Some necessary after thoughts about a bubble that was not
A real estate bubble continues to be the consensus reason for the financial crisis the US recently endured and which was later exported to other countries via globalized financial markets. Was there a bubble to justify an incoming depression supposedly comparable only to that one of 1929? Definitely not. If that was the case, how could the US and the world enter into such a panic that made it fall into a short term recession until the picture got clearer? The role of authorities and leading private counterparts was essential and sad to say, they failed miserably. They should have known better that if they insisted, even without base, that the worse was to come, then the risks of having a self induced poor outcome would come into reality. Let us just thank the Federal Reserve and later followers for they did indeed fought a perilous and extreme ensuing illiquidity with whatever means they had. Had it not been that case, we would be now in real trouble.
1. Between January 1988 and June 2006 peak, real estate prices in the US annually grew approximately 2.4% in inflation adjusted terms . On the other hand, between January 1988 and October 2007 peak, the Dow Jones Index had approximately a 7% annual growth in real terms.
2. From peak to through, US real estate prices fell around 33% in nominal terms (from June 2006 to April 2009), whereas the Dow Jones Index fell almost 54%, also in nominal terms (from around 14.000 level in October 2007 to 6.500 level in March 2009).
3. From respective peaks to present time, both real estate and Dow Jones indexes are down around 28% in nominal terms.
If anything, the bubble pointed into assets different to real estate ones – as of today, the guilty party -, even considering shorter periods between 2000 and peak months in 2006 – 2007.
Furthermore, an updated analysis into the US mortgage market raises a different picture too:
1. At the end of 2008, US mortgages amounted to a US$ 14.600 billion stock whereas at present they are close to a US$ 14.200 billion one .
2. Delinquency rates are today near 9.4% or almost double its average rate from January 1979.
3. If we assume an economic loss of 30% over these delinquent loans, the owners of these mortgages would face a little over US$ 400 billion loss, but the unexpected portion for which no reserves would have been previously put aside might then be half of it – given a historic average close to a 5% delinquency rate in mortgages-.
4. In other words, the unexpected portion would be equivalent to 10 BP´s Deep Water fiascos, distributed along three years.

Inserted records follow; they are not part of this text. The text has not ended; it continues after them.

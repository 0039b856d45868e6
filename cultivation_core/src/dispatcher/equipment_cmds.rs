//! Equipment and skill commands.

use crate::error::DispatchError;
use crate::types::EquipmentSlot;

use super::Dispatcher;

fn slot_for_arg(arg: &str) -> Option<EquipmentSlot> {
    match arg {
        "weapon" => Some(EquipmentSlot::Weapon),
        "armor" => Some(EquipmentSlot::Armor),
        "technique" | "main_technique" => Some(EquipmentSlot::MainTechnique),
        _ => None,
    }
}

pub fn show_equipment(dispatcher: &Dispatcher, user_id: &str) -> Result<String, DispatchError> {
    let player = dispatcher.player(user_id)?;
    let eq = &player.equipment;
    Ok(format!(
        "weapon: {} | armor: {} | technique: {} | storage ring: {}",
        eq.weapon.as_deref().unwrap_or("none"),
        eq.armor.as_deref().unwrap_or("none"),
        eq.main_technique.as_deref().unwrap_or("none"),
        eq.storage_ring.as_deref().unwrap_or("none"),
    ))
}

/// `equip <item_name>`: retrieves the named item from the storage ring,
/// validates its realm requirement, and swaps it into the resolved slot —
/// returning any previously equipped item to the ring.
pub fn equip(dispatcher: &mut Dispatcher, user_id: &str, args: &[&str]) -> Result<String, DispatchError> {
    let item_name = args.first().ok_or_else(|| DispatchError::PreconditionNotMet {
        reason: "equip requires an item name".to_string(),
    })?;

    let (slot, realm_requirement) = if let Some(technique) = dispatcher.catalogs.technique(item_name) {
        (EquipmentSlot::MainTechnique, technique.realm_requirement)
    } else if let Some(item) = dispatcher.catalogs.item(item_name) {
        let slot = match item.kind {
            crate::config::ItemKind::Weapon => EquipmentSlot::Weapon,
            crate::config::ItemKind::Armor => EquipmentSlot::Armor,
            crate::config::ItemKind::MainTechnique | crate::config::ItemKind::Technique => EquipmentSlot::MainTechnique,
            _ => {
                return Err(DispatchError::PreconditionNotMet {
                    reason: format!("{item_name} is not equippable"),
                })
            }
        };
        (slot, item.realm_requirement)
    } else {
        return Err(DispatchError::NotFound {
            kind: "item".to_string(),
            name: item_name.to_string(),
        });
    };

    let player = dispatcher.player_mut(user_id)?;
    if player.realm_index < realm_requirement as usize {
        return Err(DispatchError::PreconditionNotMet {
            reason: format!("{item_name} requires realm {realm_requirement}"),
        });
    }
    if !player.storage_ring.has(item_name, 1) {
        return Err(DispatchError::PreconditionNotMet {
            reason: format!("{item_name} is not in your storage ring"),
        });
    }

    player.storage_ring.retrieve(item_name, 1)?;
    if let Some(previous) = player.equipment.get(slot).clone() {
        player.storage_ring.store(&previous, 1)?;
    }
    player.equipment.set(slot, Some(item_name.to_string()));
    Ok(format!("equipped {item_name}"))
}

/// `unequip {weapon|armor|technique}`: returns the item in that slot to
/// the storage ring.
pub fn unequip(dispatcher: &mut Dispatcher, user_id: &str, args: &[&str]) -> Result<String, DispatchError> {
    let arg = args.first().ok_or_else(|| DispatchError::PreconditionNotMet {
        reason: "unequip requires a slot name".to_string(),
    })?;
    let slot = slot_for_arg(arg).ok_or_else(|| DispatchError::NotFound {
        kind: "equipment_slot".to_string(),
        name: arg.to_string(),
    })?;

    let player = dispatcher.player_mut(user_id)?;
    let Some(item_name) = player.equipment.get(slot).clone() else {
        return Err(DispatchError::PreconditionNotMet {
            reason: format!("no item equipped in {arg}"),
        });
    };
    player.storage_ring.store(&item_name, 1)?;
    player.equipment.set(slot, None);
    Ok(format!("unequipped {item_name}"))
}

pub fn skill_list(dispatcher: &Dispatcher, user_id: &str) -> Result<String, DispatchError> {
    let player = dispatcher.player(user_id)?;
    if player.learned_skills.is_empty() {
        return Ok("no skills learned".to_string());
    }
    let mut skills: Vec<&str> = player.learned_skills.iter().map(String::as_str).collect();
    skills.sort_unstable();
    Ok(skills.join(", "))
}

pub fn learn_skill(dispatcher: &mut Dispatcher, user_id: &str, args: &[&str]) -> Result<String, DispatchError> {
    let skill_id = args.first().ok_or_else(|| DispatchError::PreconditionNotMet {
        reason: "learn_skill requires a skill id".to_string(),
    })?;
    let def = dispatcher.catalogs.skill(skill_id).ok_or_else(|| DispatchError::NotFound {
        kind: "skill".to_string(),
        name: skill_id.to_string(),
    })?;
    let realm_requirement = def.realm_requirement;
    let price = def.price;

    let player = dispatcher.player_mut(user_id)?;
    if player.learned_skills.contains(*skill_id) {
        return Err(DispatchError::Conflict {
            reason: format!("{skill_id} already learned"),
        });
    }
    if player.realm_index < realm_requirement as usize {
        return Err(DispatchError::PreconditionNotMet {
            reason: format!("{skill_id} requires realm {realm_requirement}"),
        });
    }
    if player.gold < price {
        return Err(DispatchError::PreconditionNotMet {
            reason: format!("need {price} gold, have {}", player.gold),
        });
    }
    player.gold -= price;
    player.learned_skills.insert(skill_id.to_string());
    Ok(format!("learned {skill_id}"))
}

pub fn equip_skill(dispatcher: &mut Dispatcher, user_id: &str, args: &[&str]) -> Result<String, DispatchError> {
    let skill_id = args.first().ok_or_else(|| DispatchError::PreconditionNotMet {
        reason: "equip_skill requires a skill id".to_string(),
    })?;
    let player = dispatcher.player_mut(user_id)?;
    if player.equip_skill(skill_id) {
        Ok(format!("equipped skill {skill_id}"))
    } else {
        Err(DispatchError::PreconditionNotMet {
            reason: format!("cannot equip {skill_id}: not learned, or both skill slots full"),
        })
    }
}

pub fn unequip_skill(dispatcher: &mut Dispatcher, user_id: &str, args: &[&str]) -> Result<String, DispatchError> {
    let skill_id = args.first().ok_or_else(|| DispatchError::PreconditionNotMet {
        reason: "unequip_skill requires a skill id".to_string(),
    })?;
    let player = dispatcher.player_mut(user_id)?;
    player.unequip_skill(skill_id);
    Ok(format!("unequipped skill {skill_id}"))
}

pub fn skill_info(dispatcher: &Dispatcher, args: &[&str]) -> Result<String, DispatchError> {
    let skill_id = args.first().ok_or_else(|| DispatchError::PreconditionNotMet {
        reason: "skill_info requires a skill id".to_string(),
    })?;
    let def = dispatcher.catalogs.skill(skill_id).ok_or_else(|| DispatchError::NotFound {
        kind: "skill".to_string(),
        name: skill_id.to_string(),
    })?;
    Ok(format!(
        "{}: {:?} base {} ratio {} mp {} cooldown {} realm {} price {}",
        def.name, def.damage_kind, def.base_damage, def.attack_ratio, def.mp_cost, def.cooldown, def.realm_requirement, def.price
    ))
}

pub fn available_skills(dispatcher: &Dispatcher, user_id: &str) -> Result<String, DispatchError> {
    let player = dispatcher.player(user_id)?;
    let mut names: Vec<&str> = dispatcher
        .catalogs
        .skills
        .values()
        .filter(|s| s.realm_requirement as usize <= player.realm_index)
        .map(|s| s.id.as_str())
        .collect();
    names.sort_unstable();
    Ok(names.join(", "))
}

#[cfg(test)]
mod tests {
    use super::*;
    use rand::SeedableRng;
    use rand_chacha::ChaCha8Rng;

    fn dispatcher_with_player() -> Dispatcher {
        let mut d = Dispatcher::with_defaults();
        let mut rng = ChaCha8Rng::seed_from_u64(1);
        super::super::identity::enter_cultivation(&mut d, "u1", "Alice", &[], 0, &mut rng).unwrap();
        d.player_mut("u1").unwrap().gold = 10_000;
        d
    }

    #[test]
    fn equip_requires_item_in_ring() {
        let mut d = dispatcher_with_player();
        let item_id = d.catalogs.items.values().next().unwrap().id.clone();
        assert!(matches!(equip(&mut d, "u1", &[&item_id]), Err(DispatchError::PreconditionNotMet { .. })));
    }

    #[test]
    fn equip_then_unequip_round_trips_through_ring() {
        let mut d = dispatcher_with_player();
        let item_id = d.catalogs.items.values().find(|i| matches!(i.kind, crate::config::ItemKind::Weapon)).unwrap().id.clone();
        d.player_mut("u1").unwrap().storage_ring.store(&item_id, 1).unwrap();
        equip(&mut d, "u1", &[&item_id]).unwrap();
        assert_eq!(d.player("u1").unwrap().equipment.weapon.as_deref(), Some(item_id.as_str()));
        unequip(&mut d, "u1", &["weapon"]).unwrap();
        assert!(d.player("u1").unwrap().storage_ring.has(&item_id, 1));
    }

    #[test]
    fn learn_and_equip_skill() {
        let mut d = dispatcher_with_player();
        let skill_id = d.catalogs.skills.values().find(|s| s.realm_requirement == 0).unwrap().id.clone();
        learn_skill(&mut d, "u1", &[&skill_id]).unwrap();
        equip_skill(&mut d, "u1", &[&skill_id]).unwrap();
        assert!(d.player("u1").unwrap().equipped_skills.contains(&skill_id));
    }
}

Are then to be found US$ trillions in mortgage related losses in the US$ 14.500 billion aggregate economy? Certainly not. What we have witnessed, however, is a huge wealth redistribution under volatile and illiquid conditions which has sometimes been wrongly confused with an aggregate loss. Some gained and some others lost but the economic cost for the economy as a whole might be essentially circumscribed to investments being done earlier than necessary.
Back then from June 2006 to mid 2008 the US economy was receiving a shock, a manageable one, where prices were adjusting. If 30% was the right figure to correct for them, and not even a lower one which was most probably the case, that was it. What is incredible is how this price correction turned during the second half of 2008 into a huge shock, panic and “bubble” related but irresponsibly baseless indeed. Under these circumstances, higher than prudent debt to equity ratios in the financial sector were only to meet an abrupt end.
In short, the bubble was no bubble at all, the mortgage loss was unashamedly exaggerated and our leading private and public authorities did a lousy job to be sure, panicking after misreading facts. When the dreaded deeds were in place, monetary expansion was the solution and expansionary fiscal measures were not.
The above description was also visible by mid 2008. By that time real estate prices had already fallen by 25% from their peak and mortgage delinquencies were getting over 6.3%. What hindsight gives us is how poorly private and public authorities took decisions, how unfit they were for the tasks ahead.
1 See S&P / Case Shiller US National Home Price Index and CPI All Urban Consumers
2 US Federal Reserve, Flow of Funds June 10th, 2010
3 Mortgage Bankers Association, all mortgages (residential and commercial), non seasonally adjusted.